Tadeusz Kowalik, From Solidarity to Sellout: The Restoration of Capitalism in Poland (New York: Monthly Review Press, 2012)

Professor Tadeusz Kowalik (1926-2012) was one of the few Polish economists who consistently criticized Poland’s transformation to a market economy for failing to satisfy the material and social needs of the majority of the population. From Solidarity to Sellout presents a compilation of Kowalik’s writings on the subject over the past twenty years. As one of the leading intellectuals who supported the Polish working-class movement since the ‘70s (especially during the Solidarity period), the author has an extensive knowledge of both the economic debate and the political meandering that took place in Poland after 1989. In his book he focuses in particular on the so-called Balcerowicz Plan and the ensuing transformation of ownership. (Leszek Balcerowicz, a leading Polish economist and Minister of Finance in the government of Tadeusz Mazowiecki (1989-90), is widely considered the architect of the Polish “jump into the market” strategy.)

The author’s professional condemnation of the social injustice resulting from “shock therapy” is closely related to his personal grief over lost opportunities and the part Polish intellectuals played in bringing negative changes. In his opinion, Solidarity, as “the largest worker movement that twentieth-century Europe experienced” (13), provided Poland with an unprecedented and unrealized chance to create a modern and just society. This assessment of Solidarity determines the scope of the author’s analysis, although his focus is more on micro-political events and debates than on macro social and economic processes or global strategies.

Post-1989 Poland appears as a land open to any economic experiments, except, of course, the communist model. The key positions of power were taken by humanitarian intellectuals, later in alliance with the new technocratic-managerial elites (290). Those intellectuals had good intentions, but lacked knowledge and experience in political and business matters. Their good intentions are compared to those of Margaret Thatcher, who “saw no possibility of guiding Great Britain onto the path of more rapid growth without breaking the resistance of the miners” (278). Even if we assume that rapid growth of the national economy was indeed the main goal of both Thatcher and Poland’s first post-1989 government, she did not come to power as a former coal miner union organizer. The tragedy of many Solidarity intellectuals (Jacek Kuron being probably the best example here) stems from the fact that for a variety of reasons, consciously or not, they participated in the destruction of a social movement that they helped to create and which brought them to power. They watched as the workers who had fought in coal mines and shipyards to bring down the nomenklatura of “real socialism,” fell from the position of the most privileged part of the Polish working class to that of the unemployed and destitute.

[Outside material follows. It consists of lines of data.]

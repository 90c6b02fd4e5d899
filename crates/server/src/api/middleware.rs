//! Metrics middleware for API routes.

use axum::{
    body::Body,
    extract::MatchedPath,
    http::Request,
    middleware::Next,
    response::Response,
};
use std::time::Instant;

use crate::metrics::{HTTP_REQUESTS_IN_FLIGHT, HTTP_REQUESTS_TOTAL, HTTP_REQUEST_DURATION};

/// Metrics middleware that tracks HTTP request duration and counts.
///
/// Requests are labelled with the matched route template, or `unmatched`.
pub async fn metrics_middleware(request: Request<Body>, next: Next) -> Response {
    let start = Instant::now();
    let method = request.method().to_string();
    let path = request
        .extensions()
        .get::<MatchedPath>()
        .map(|p| p.as_str().to_string())
        .unwrap_or_else(|| "unmatched".to_string());

    HTTP_REQUESTS_IN_FLIGHT.inc();

    let response = next.run(request).await;

    HTTP_REQUESTS_IN_FLIGHT.dec();

    let duration = start.elapsed().as_secs_f64();
    let status = response.status().as_u16().to_string();

    HTTP_REQUEST_DURATION
        .with_label_values(&[&method, &path, &status])
        .observe(duration);
    HTTP_REQUESTS_TOTAL
        .with_label_values(&[&method, &path, &status])
        .inc();

    response
}
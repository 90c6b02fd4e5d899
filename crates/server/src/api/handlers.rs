use axum::{extract::State, Json};
use serde::Serialize;
use std::sync::Arc;

use crate::state::AppState;

#[derive(Serialize)]
pub struct HealthResponse {
    pub status: String,
    pub sweep_enabled: bool,
}

pub async fn health(State(state): State<Arc<AppState>>) -> Json<HealthResponse> {
    Json(HealthResponse {
        status: "ok".to_string(),
        sweep_enabled: state.config().sweep.enabled,
    })
}
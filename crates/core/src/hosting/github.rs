//! GitHub-flavoured hosting client.
//!
//! File content comes from the raw content host
//! (`{raw_base_url}/{owner}/{name}/{ref}/{path}`); pull request metadata
//! comes from the REST API. No authentication is performed.

use std::collections::BTreeSet;

use async_trait::async_trait;
use reqwest::{Client, StatusCode};
use serde::Deserialize;
use tracing::{debug, warn};

use super::{ChangeRef, HostingError, HostingPlatform};
use crate::config::HostingConfig;
use crate::repository::RepoRef;

/// Files requested per page of the pull request files endpoint.
const FILES_PER_PAGE: usize = 100;

/// GitHub hosting client.
pub struct GitHubPlatform {
    client: Client,
    raw_base_url: String,
    api_base_url: String,
}

impl GitHubPlatform {
    /// Create a new client from hosting configuration.
    pub fn new(config: &HostingConfig) -> Result<Self, reqwest::Error> {
        let client = Client::builder()
            .user_agent(&config.user_agent)
            .timeout(config.fetch_timeout())
            .build()?;

        Ok(Self {
            client,
            raw_base_url: config.raw_base_url.trim_end_matches('/').to_string(),
            api_base_url: config.api_base_url.trim_end_matches('/').to_string(),
        })
    }

    fn raw_url(&self, owner_and_name: &str, git_ref: &str, path: &str) -> String {
        format!(
            "{}/{}/{}/{}",
            self.raw_base_url,
            owner_and_name,
            git_ref,
            path.trim_start_matches('/')
        )
    }

    fn api_url(&self, path: &str) -> String {
        format!("{}/{}", self.api_base_url, path.trim_start_matches('/'))
    }

    async fn get_raw(&self, url: &str) -> Result<Option<Vec<u8>>, HostingError> {
        debug!(url = %url, "Fetching raw content");

        let response = self
            .client
            .get(url)
            .send()
            .await
            .map_err(|e| unreachable_from(url, e))?;

        let status = response.status();
        if status == StatusCode::NOT_FOUND {
            return Ok(None);
        }
        if !status.is_success() {
            warn!(url = %url, status = %status, "Raw content request failed");
            return Err(HostingError::Unreachable(format!("{} returned {}", url, status)));
        }

        let bytes = response
            .bytes()
            .await
            .map_err(|e| unreachable_from(url, e))?;
        Ok(Some(bytes.to_vec()))
    }

    async fn get_api<T: serde::de::DeserializeOwned>(&self, url: &str) -> Result<T, HostingError> {
        debug!(url = %url, "API request");

        let response = self
            .client
            .get(url)
            .header("Accept", "application/vnd.github+json")
            .send()
            .await
            .map_err(|e| unreachable_from(url, e))?;

        let status = response.status();
        if status == StatusCode::NOT_FOUND {
            return Err(HostingError::NotFound(url.to_string()));
        }
        if !status.is_success() {
            warn!(url = %url, status = %status, "API request failed");
            return Err(HostingError::Unreachable(format!("{} returned {}", url, status)));
        }

        response
            .json()
            .await
            .map_err(|e| HostingError::Unreachable(format!("Failed to parse {}: {}", url, e)))
    }

    /// The raw host answers 404 both for a missing file and a missing
    /// repository, so a 404 is disambiguated through the API.
    async fn repository_exists(&self, repo: &RepoRef) -> Result<bool, HostingError> {
        let url = self.api_url(&format!("repos/{}/{}", repo.owner, repo.name));
        match self.get_api::<serde::de::IgnoredAny>(&url).await {
            Ok(_) => Ok(true),
            Err(HostingError::NotFound(_)) => Ok(false),
            Err(e) => Err(e),
        }
    }

    async fn pull_request(&self, change: &ChangeRef) -> Result<GhPullRequest, HostingError> {
        let url = self.api_url(&format!(
            "repos/{}/{}/pulls/{}",
            change.repository.owner, change.repository.name, change.number
        ));
        self.get_api(&url).await
    }
}

fn unreachable_from(url: &str, e: reqwest::Error) -> HostingError {
    if e.is_timeout() {
        HostingError::Unreachable(format!("{} timed out", url))
    } else {
        HostingError::Unreachable(format!("{}: {}", url, e))
    }
}

#[async_trait]
impl HostingPlatform for GitHubPlatform {
    async fn fetch_file_content(
        &self,
        repo: &RepoRef,
        path: &str,
        branch: &str,
    ) -> Result<Vec<u8>, HostingError> {
        let url = self.raw_url(&repo.to_string(), branch, path);
        match self.get_raw(&url).await? {
            Some(bytes) => Ok(bytes),
            None => {
                if self.repository_exists(repo).await? {
                    Err(HostingError::NotFound(format!("{} in {}", path, repo)))
                } else {
                    Err(HostingError::Unreachable(format!(
                        "repository {} does not exist or is private",
                        repo
                    )))
                }
            }
        }
    }

    async fn list_changed_files(&self, change: &ChangeRef) -> Result<BTreeSet<String>, HostingError> {
        let mut files = BTreeSet::new();
        let mut page = 1;

        loop {
            let url = self.api_url(&format!(
                "repos/{}/{}/pulls/{}/files?per_page={}&page={}",
                change.repository.owner, change.repository.name, change.number, FILES_PER_PAGE, page
            ));
            let batch: Vec<GhPullRequestFile> = self.get_api(&url).await?;
            let count = batch.len();

            for file in batch {
                files.extend(file.paths());
            }

            if count < FILES_PER_PAGE {
                break;
            }
            page += 1;
        }

        debug!(change = %change, files = files.len(), "Listed changed files");
        Ok(files)
    }

    async fn get_document_before_and_after(
        &self,
        change: &ChangeRef,
        path: &str,
    ) -> Result<(Vec<u8>, Vec<u8>), HostingError> {
        let pr = self.pull_request(change).await?;

        let base_repo = pr.base.repo.ok_or_else(|| {
            HostingError::Unreachable(format!("base repository of {} is gone", change))
        })?;
        let head_repo = pr.head.repo.ok_or_else(|| {
            HostingError::Unreachable(format!("head repository of {} is gone", change))
        })?;

        let before_url = self.raw_url(&base_repo.full_name, &pr.base.sha, path);
        let after_url = self.raw_url(&head_repo.full_name, &pr.head.sha, path);

        let before = self
            .get_raw(&before_url)
            .await?
            .ok_or_else(|| HostingError::NotFound(before_url.clone()))?;
        let after = self
            .get_raw(&after_url)
            .await?
            .ok_or_else(|| HostingError::NotFound(after_url.clone()))?;

        Ok((before, after))
    }
}

// ============================================================================
// GitHub API Response Types (private)
// ============================================================================

#[derive(Debug, Deserialize)]
struct GhPullRequest {
    base: GhRef,
    head: GhRef,
}

#[derive(Debug, Deserialize)]
struct GhRef {
    sha: String,
    #[serde(default)]
    repo: Option<GhRepositoryName>,
}

#[derive(Debug, Deserialize)]
struct GhRepositoryName {
    full_name: String,
}

#[derive(Debug, Deserialize)]
struct GhPullRequestFile {
    filename: String,
    #[serde(default)]
    previous_filename: Option<String>,
}

impl GhPullRequestFile {
    /// A rename touches both its old and its new path.
    fn paths(self) -> impl Iterator<Item = String> {
        std::iter::once(self.filename).chain(self.previous_filename)
    }
}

In the ongoing debate over what determined the specific character of transformation in various post-communist countries, it is difficult to ignore that Poland, with its strategic position and population of 38 million, was faced with very different options than Slovenia, or even Hungary. That’s why certain comments of the author about his former colleagues – “Mazowiecki did not anticipate”; “Kuron was enchanted with Sachs” and even “Sachs didn’t realize” or Kwasniewski “was no wiser earlier” – can be ascribed only to his faith in human nature. Certainly, many of the new leaders were not economists and therefore did not fully understand the pitfalls of the “shock therapy” they set in motion. Others considered its tragic social consequences a necessary evil and the inevitable price for economic transformation. It is also true that every sweeping systemic change brings unpredictable and often chaotic phenomena that are difficult to control. However, more than twenty years later it is easy to see that the Polish transformation, while disastrous for some social groups, was quite profitable for other players (both local and foreign).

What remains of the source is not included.